Part of the construction process included new SMUD electrical services and an emergency generator backup power. The rehabilitation work on EA Fairbairn was expected to create 455 total jobs (262 direct, 193 indirect and induced), and create 70.2 million dollars in total economic output. Some of the environmental considerations for the project included the adoption of a Water Treatment Plants Rehabilitation Mitigated Negative Declaration and Mitigation Reporting Program (Resolution No. 2012-067) on March 20, 2012 by the City Council. An addendum to the adopted Mitigated Negative Declaration was prepared in accordance with CEQA Guidelines Section 15164, adopted on April 9, 2013 (Resolution No. 2013-0112).

=== Challenges ===
Overaa Construction is working with a team of qualified local and national engineers, consultants and contractors to make sure they are dealing with challenges that arise while working on the facilities. While the improvements are underway, the treatment plant will remain fully operational. Water will still be delivered to citizens around the Sacramento region. Challenges during the improvements include the installation of a new filter complex. This is where the water is filtered out to meet potable standards before further treatment. Another challenge is timing, the structure is estimated to require about 60,000 work hours to complete. The E.A. Fairbairn Water Treatment facility can be closed for two months out of the year during periods of lower demand. This will shift treatment capacity to the other treatment plant within Sacramento to provide potable water.
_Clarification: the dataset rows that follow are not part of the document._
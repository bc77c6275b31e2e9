use core::fmt::{Debug, Write};

use embedded_sdmmc::{BlockDevice, File, Mode, TimeSource, VolumeIdx, VolumeManager};
use heapless::String;
use log::warn;
use thiserror_no_std::Error;

use super::RecordStore;

const MAX_DIRS: usize = 4;
const MAX_FILES: usize = 4;
const MAX_VOLUMES: usize = 1;

/// Slot header: generation (u32 LE) followed by record length (u16 LE)
const HEADER_LEN: usize = 6;

/// 8.3 file name: up to 8 characters, a dot and a 1-3 character extension
type FileName = String<12>;

#[derive(Debug, Error)]
pub enum SdStoreError<E: Debug> {
    #[error("SD card error: {0:?}")]
    Card(embedded_sdmmc::Error<E>),
    #[error("Record key is not a valid 8.3 file name stem")]
    InvalidKey,
    #[error("Record of {len} bytes is too large")]
    RecordTooLarge { len: usize },
    #[error("Record of {len} bytes does not fit the read buffer")]
    BufferTooSmall { len: usize },
}

impl<E: Debug> From<embedded_sdmmc::Error<E>> for SdStoreError<E> {
    fn from(value: embedded_sdmmc::Error<E>) -> Self {
        Self::Card(value)
    }
}

/// One of the two files a record alternates between
#[derive(Debug, Clone, Copy, PartialEq, Eq)]
enum Slot {
    A,
    B,
}

impl Slot {
    const fn other(self) -> Self {
        match self {
            Self::A => Self::B,
            Self::B => Self::A,
        }
    }

    const fn extension(self) -> &'static str {
        match self {
            Self::A => "RA",
            Self::B => "RB",
        }
    }
}

#[derive(Debug, Clone, Copy, PartialEq, Eq)]
struct SlotHeader {
    generation: u32,
    len: usize,
}

fn slot_file_name(key: &str, slot: Slot) -> Option<FileName> {
    if key.is_empty() || key.len() > 8 || key.contains('.') {
        return None;
    }
    let mut name = FileName::new();
    write!(name, "{}.{}", key, slot.extension()).ok()?;
    Some(name)
}

fn encode_header(generation: u32, len: u16) -> [u8; HEADER_LEN] {
    let mut header = [0u8; HEADER_LEN];
    header[0..4].copy_from_slice(&generation.to_le_bytes());
    header[4..6].copy_from_slice(&len.to_le_bytes());
    header
}

/// Parse a slot header, rejecting slots whose file length does not match
/// (a write that was cut short)
fn decode_header(header: &[u8; HEADER_LEN], file_len: u32) -> Option<SlotHeader> {
    let generation = u32::from_le_bytes([header[0], header[1], header[2], header[3]]);
    let len = usize::from(u16::from_le_bytes([header[4], header[5]]));
    (file_len as usize == HEADER_LEN + len).then_some(SlotHeader { generation, len })
}

/// Pick the slot holding the newest complete record
fn newest(a: Option<SlotHeader>, b: Option<SlotHeader>) -> Option<(Slot, SlotHeader)> {
    match (a, b) {
        (Some(a), Some(b)) if b.generation > a.generation => Some((Slot::B, b)),
        (Some(a), _) => Some((Slot::A, a)),
        (None, Some(b)) => Some((Slot::B, b)),
        (None, None) => None,
    }
}

fn read_full<D, T>(
    file: &File<'_, D, T, MAX_DIRS, MAX_FILES, MAX_VOLUMES>,
    buf: &mut [u8],
) -> Result<usize, embedded_sdmmc::Error<D::Error>>
where
    D: BlockDevice,
    T: TimeSource,
{
    let mut filled = 0;
    while filled < buf.len() {
        let n = file.read(&mut buf[filled..])?;
        if n == 0 {
            break; // EOF
        }
        filled += n;
    }
    Ok(filled)
}

/// Record store on a FAT-formatted SD card
///
/// Each record alternates between two files, `<KEY>.RA` and `<KEY>.RB`, each
/// prefixed with a generation number. A write always goes to the slot that
/// does not hold the newest record, so a write cut short by power loss
/// leaves the previous record readable.
///
/// Like the display, these operations block the SPI bus while they run.
pub struct SdCardStore<D, T>
where
    D: BlockDevice,
    T: TimeSource,
{
    volume_mgr: VolumeManager<D, T, MAX_DIRS, MAX_FILES, MAX_VOLUMES>,
}

impl<D, T> SdCardStore<D, T>
where
    D: BlockDevice,
    T: TimeSource,
{
    /// Create a store on the first volume of `block_device`
    pub fn new(block_device: D, ts: T) -> Self {
        let volume_mgr = VolumeManager::new(block_device, ts);

        Self { volume_mgr }
    }

    /// Header of the record in `file_name`, `None` if absent or incomplete
    fn read_header(
        &self,
        file_name: &str,
    ) -> Result<Option<SlotHeader>, embedded_sdmmc::Error<D::Error>> {
        let volume0 = self.volume_mgr.open_volume(VolumeIdx(0))?;
        let root_dir = volume0.open_root_dir()?;

        let file = match root_dir.open_file_in_dir(file_name, Mode::ReadOnly) {
            Ok(file) => file,
            Err(embedded_sdmmc::Error::NotFound) => return Ok(None),
            Err(e) => return Err(e),
        };

        let mut header = [0u8; HEADER_LEN];
        let read = read_full(&file, &mut header)?;
        let slot = if read == HEADER_LEN {
            decode_header(&header, file.length())
        } else {
            None
        };

        file.close()?;
        root_dir.close()?;
        volume0.close()?;

        Ok(slot)
    }

    fn newest_slot(
        &self,
        key: &str,
    ) -> Result<Option<(Slot, SlotHeader)>, SdStoreError<D::Error>> {
        let name_a = slot_file_name(key, Slot::A).ok_or(SdStoreError::InvalidKey)?;
        let name_b = slot_file_name(key, Slot::B).ok_or(SdStoreError::InvalidKey)?;
        let a = self.read_header(&name_a)?;
        let b = self.read_header(&name_b)?;
        Ok(newest(a, b))
    }
}

impl<D, T> RecordStore for SdCardStore<D, T>
where
    D: BlockDevice,
    T: TimeSource,
{
    type Error = SdStoreError<D::Error>;

    fn read(&mut self, key: &str, buf: &mut [u8]) -> Result<Option<usize>, Self::Error> {
        let Some((slot, header)) = self.newest_slot(key)? else {
            return Ok(None);
        };
        let file_name = slot_file_name(key, slot).ok_or(SdStoreError::InvalidKey)?;
        let len = buf.len();
        let dest = buf
            .get_mut(..header.len)
            .ok_or(SdStoreError::BufferTooSmall { len })?;

        let volume0 = self.volume_mgr.open_volume(VolumeIdx(0))?;
        let root_dir = volume0.open_root_dir()?;
        let file = root_dir.open_file_in_dir(file_name.as_str(), Mode::ReadOnly)?;

        // Skip the header, it was validated by newest_slot()
        let mut skip = [0u8; HEADER_LEN];
        read_full(&file, &mut skip)?;
        let read = read_full(&file, dest)?;

        file.close()?;
        root_dir.close()?;
        volume0.close()?;

        if read < header.len {
            warn!(" Record {} shrank while reading", file_name);
            return Ok(None);
        }
        Ok(Some(header.len))
    }

    fn write(&mut self, key: &str, bytes: &[u8]) -> Result<(), Self::Error> {
        let len = u16::try_from(bytes.len())
            .map_err(|_| SdStoreError::RecordTooLarge { len: bytes.len() })?;

        let (target, generation) = match self.newest_slot(key)? {
            Some((slot, header)) => (slot.other(), header.generation.wrapping_add(1)),
            None => (Slot::A, 0),
        };
        let file_name = slot_file_name(key, target).ok_or(SdStoreError::InvalidKey)?;

        let volume0 = self.volume_mgr.open_volume(VolumeIdx(0))?;
        let root_dir = volume0.open_root_dir()?;
        let file =
            root_dir.open_file_in_dir(file_name.as_str(), Mode::ReadWriteCreateOrTruncate)?;

        file.write(&encode_header(generation, len))?;
        file.write(bytes)?;

        // Explicitly close them to handle errors; closing flushes the
        // directory entry, which is what makes the new slot valid
        file.close()?;
        root_dir.close()?;
        volume0.close()?;

        Ok(())
    }
}
//! Calendar breakdown of sensor timestamps

/// Seconds since the Unix epoch
pub type Timestamp = i64;

pub const SECS_PER_MINUTE: i64 = 60;
pub const SECS_PER_HOUR: i64 = 3600;

/// Minute of the local hour (0..=59) for a Unix timestamp.
///
/// `utc_offset_secs` is the local zone's offset east of UTC. Timestamps
/// before the epoch are valid and wrap the same way as later ones.
pub fn minute_of_hour(timestamp: Timestamp, utc_offset_secs: i32) -> u8 {
    let local = timestamp.saturating_add(i64::from(utc_offset_secs));
    (local.rem_euclid(SECS_PER_HOUR) / SECS_PER_MINUTE) as u8
}

#[cfg(test)]
mod tests {
    use super::*;

    #[test]
    fn test_minute_of_hour_utc() {
        assert_eq!(minute_of_hour(0, 0), 0);
        assert_eq!(minute_of_hour(59, 0), 0);
        assert_eq!(minute_of_hour(300, 0), 5);
        assert_eq!(minute_of_hour(3599, 0), 59);
        assert_eq!(minute_of_hour(3600, 0), 0);
        // 2023-07-21 14:37:12 UTC
        assert_eq!(minute_of_hour(1_689_950_232, 0), 37);
    }

    #[test]
    fn test_minute_of_hour_offset() {
        // Whole-hour zones leave the minute unchanged
        assert_eq!(minute_of_hour(300, 3600), 5);
        assert_eq!(minute_of_hour(300, -7200), 5);
        // Half-hour zones shift it
        assert_eq!(minute_of_hour(300, 19_800), 35);
        assert_eq!(minute_of_hour(300, -1800), 35);
    }

    #[test]
    fn test_minute_of_hour_before_epoch() {
        assert_eq!(minute_of_hour(-60, 0), 59);
        assert_eq!(minute_of_hour(-3600, 0), 0);
    }
}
During this time treatment capacity and shits will also be allocated differently to accommodate the retrofitting process.

=== Improvements ===
Improvements to the E.A. Fairbairn Water Treatment Plant are few but deemed necessary for continual operations towards future water treatment applications. Installation of five centrifuges that are manufactured by German manufacturers Andritz would be used to turn muddy water into sludge. A new waste wash-water facility will be built on the premises; these would be built on the already existing water collection basins. Additionally, a sludge-collection system and yard piping would be installed. Two more thickeners, and an additional pumping station were planned to be built on the western area of the plant which is still undeveloped. The new addition of the new pumping station will allow for treatment of 100 million more gallons per day, and still be operable within terms to the maximum of 310 cubic feet per second. The new thickeners will extend about 9 ft below the surface, and the new pumping station will be about 11 ft below the surface. Lastly a new dewatering and disposal system is planned to be built on the eastern side of the sludge pond toward the southern area of the plant.

== Ecology ==
The Sacramento River and the E.A. Fairbairn Water Treatment plant are both situated on a level floodplain south of the American River. The Sacramento Valley was described by the prevalence of wetlands, and freshwater marshes that covered an approximate range of 500,000 acres of land. Dominant terrestrial animal species included black-tailed deer, tule elk, and pronghorn. Marsh, and grasslands within riparian complexes were habitats to waterfowl such as ducks, herons, and cranes. The E.A. Fairbairn Water Treatment Plant lies near a significant bend on the American River. Flooding had becoming increasingly common near the nineteenth-century due to increased mining operations that lead to rapid channel soil deposition. Deposition was largely attributed to hydrologic mining processes that would include fragments from parent rock material from the up stream of the American River. Soils of the Americanos-Urban land complex are mapped at the surface; in the southwest part of the Fairbairn WTP area, and the Rossmoor-Urban land complex are mapped to the north and east. Both soils are associated with alluvial deposits seen in the area. The two soils are quite different in their soil development, the Americanos soils are well-developed, while the Rossmoor soils have no subsurface horizons evident. Studies based on radiocarbon evidence have shown that the Americanos soils in the southwest area are estimated to be between 25,000 and 11,500 years old.